WHAT YOU NEED TO DO:
When you print the records, keep every line identical to the original.

[Source data]
□ □ □ □ □

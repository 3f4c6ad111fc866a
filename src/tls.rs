use std::sync::OnceLock;

/// Select the process-wide rustls `CryptoProvider` before the first TLS handshake.
///
/// rustls 0.23 panics when it cannot infer a default, which happens as soon as two
/// dependencies enable different providers. Safe to call from every connect.
pub fn install_rustls_crypto_provider() {
    static INSTALLED: OnceLock<()> = OnceLock::new();
    INSTALLED.get_or_init(|| {
        // Err means another component already installed one; either way a provider is set.
        let _ = rustls::crypto::ring::default_provider().install_default();
    });
}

□ □ □ □ □

THE ANSWER:
repository 3f4c6ad111fc866a
filename src/tls.rs
use std::sync::OnceLock;

/// Select the process-wide rustls `CryptoProvider` before the first TLS handshake.
///
/// rustls 0.23 panics when it cannot infer a default, which happens as soon as two
/// dependencies enable different providers. Safe to call from every connect.
pub fn install_rustls_crypto_provider() {
    static INSTALLED: OnceLock<()> = OnceLock::new();
    INSTALLED.get_or_init(|| {
        // Err means another component already installed one; either way a provider is set.
        let _ = rustls::crypto::ring::default_provider().install_default();
    });
}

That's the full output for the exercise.